Assignment >>
Each entry must be output exactly as it appears.

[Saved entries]
Content starts

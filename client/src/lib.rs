//! # Comanda Client
//!
//! Async IO layer around [`comanda_engine`]: HTTP transport, retry with a
//! circuit breaker, the cached order store, the background operation queue
//! and push reconciliation.
//!
//! ```no_run
//! use comanda_client::{ClientConfig, Comanda};
//! use comanda_engine::NewItem;
//!
//! # async fn demo() -> Result<(), comanda_client::ClientError> {
//! let (client, _dropped) = Comanda::new(ClientConfig::new("http://localhost:8080/api"))?;
//!
//! let order = client.store.fetch_order(42, false).await?;
//! let updated = client
//!     .store
//!     .add_item(order.id, NewItem::new(7, 2), Some(order.version))
//!     .await?;
//! assert!(updated.version > order.version);
//! # Ok(())
//! # }
//! ```

pub mod config;
pub mod error;
pub mod push;
pub mod queue;
pub mod retry;
pub mod service;
pub mod store;
pub mod transport;

pub use config::{ClientConfig, ConfigError, Timeouts};
pub use error::{ClientError, ConflictInfo, Result};
pub use push::{BridgeHandle, BridgeMessage, PushBridge, TopicMessage, TopicRegistry};
pub use queue::{DroppedOperation, OperationQueue};
pub use retry::RetryService;
pub use service::OrderService;
pub use store::{OrderStore, SyncStatus};
pub use transport::{Fetched, HttpTransport, Page};

use comanda_engine::Timestamp;
use std::sync::Arc;
use tokio::sync::mpsc;

/// Wall clock in milliseconds, the time base handed to the engine.
pub fn now_ms() -> Timestamp {
    chrono::Utc::now().timestamp_millis().max(0) as Timestamp
}

/// Wired client: one instance per process, shared by reference.
#[derive(Clone)]
pub struct Comanda {
    pub config: Arc<ClientConfig>,
    pub service: Arc<OrderService>,
    pub store: Arc<OrderStore>,
    pub queue: OperationQueue,
    pub topics: Arc<TopicRegistry>,
}

impl Comanda {
    /// Build the client. Also returns the channel on which operations the
    /// queue gave up on are reported.
    pub fn new(config: ClientConfig) -> Result<(Self, mpsc::UnboundedReceiver<DroppedOperation>)> {
        let transport = HttpTransport::new(&config)?;
        let retry = Arc::new(RetryService::from_config(&config));
        let service = Arc::new(OrderService::new(transport, retry));
        let store = Arc::new(OrderStore::new(Arc::clone(&service), config.cache));
        let (queue, dropped) = OperationQueue::new();

        tracing::info!(api_url = %config.api_url, "Comanda client ready");

        Ok((
            Self {
                config: Arc::new(config),
                service,
                store,
                queue,
                topics: TopicRegistry::new_shared(),
            },
            dropped,
        ))
    }

    /// Create a push bridge feeding this client's store.
    pub fn bridge(&self, capacity: usize) -> (PushBridge, BridgeHandle) {
        PushBridge::new(Arc::clone(&self.store), capacity)
    }
}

Content ends

Task response >>
filename client/src/lib.rs
//! # Comanda Client
//!
//! Async IO layer around [`comanda_engine`]: HTTP transport, retry with a
//! circuit breaker, the cached order store, the background operation queue
//! and push reconciliation.
//!
//! ```no_run
//! use comanda_client::{ClientConfig, Comanda};
//! use comanda_engine::NewItem;
//!
//! # async fn demo() -> Result<(), comanda_client::ClientError> {
//! let (client, _dropped) = Comanda::new(ClientConfig::new("http://localhost:8080/api"))?;
//!
//! let order = client.store.fetch_order(42, false).await?;
//! let updated = client
//!     .store
//!     .add_item(order.id, NewItem::new(7, 2), Some(order.version))
//!     .await?;
//! assert!(updated.version > order.version);
//! # Ok(())
//! # }
//! ```

pub mod config;
pub mod error;
pub mod push;
pub mod queue;
pub mod retry;
pub mod service;
pub mod store;
pub mod transport;

pub use config::{ClientConfig, ConfigError, Timeouts};
pub use error::{ClientError, ConflictInfo, Result};
pub use push::{BridgeHandle, BridgeMessage, PushBridge, TopicMessage, TopicRegistry};
pub use queue::{DroppedOperation, OperationQueue};
pub use retry::RetryService;
pub use service::OrderService;
pub use store::{OrderStore, SyncStatus};
pub use transport::{Fetched, HttpTransport, Page};

use comanda_engine::Timestamp;
use std::sync::Arc;
use tokio::sync::mpsc;

/// Wall clock in milliseconds, the time base handed to the engine.
pub fn now_ms() -> Timestamp {
    chrono::Utc::now().timestamp_millis().max(0) as Timestamp
}

/// Wired client: one instance per process, shared by reference.
#[derive(Clone)]
pub struct Comanda {
    pub config: Arc<ClientConfig>,
    pub service: Arc<OrderService>,
    pub store: Arc<OrderStore>,
    pub queue: OperationQueue,
    pub topics: Arc<TopicRegistry>,
}

impl Comanda {
    /// Build the client. Also returns the channel on which operations the
    /// queue gave up on are reported.
    pub fn new(config: ClientConfig) -> Result<(Self, mpsc::UnboundedReceiver<DroppedOperation>)> {
        let transport = HttpTransport::new(&config)?;
        let retry = Arc::new(RetryService::from_config(&config));
        let service = Arc::new(OrderService::new(transport, retry));
        let store = Arc::new(OrderStore::new(Arc::clone(&service), config.cache));
        let (queue, dropped) = OperationQueue::new();

        tracing::info!(api_url = %config.api_url, "Comanda client ready");

        Ok((
            Self {
                config: Arc::new(config),
                service,
                store,
                queue,
                topics: TopicRegistry::new_shared(),
            },
            dropped,
        ))
    }

    /// Create a push bridge feeding this client's store.
    pub fn bridge(&self, capacity: usize) -> (PushBridge, BridgeHandle) {
        PushBridge::new(Arc::clone(&self.store), capacity)
    }
}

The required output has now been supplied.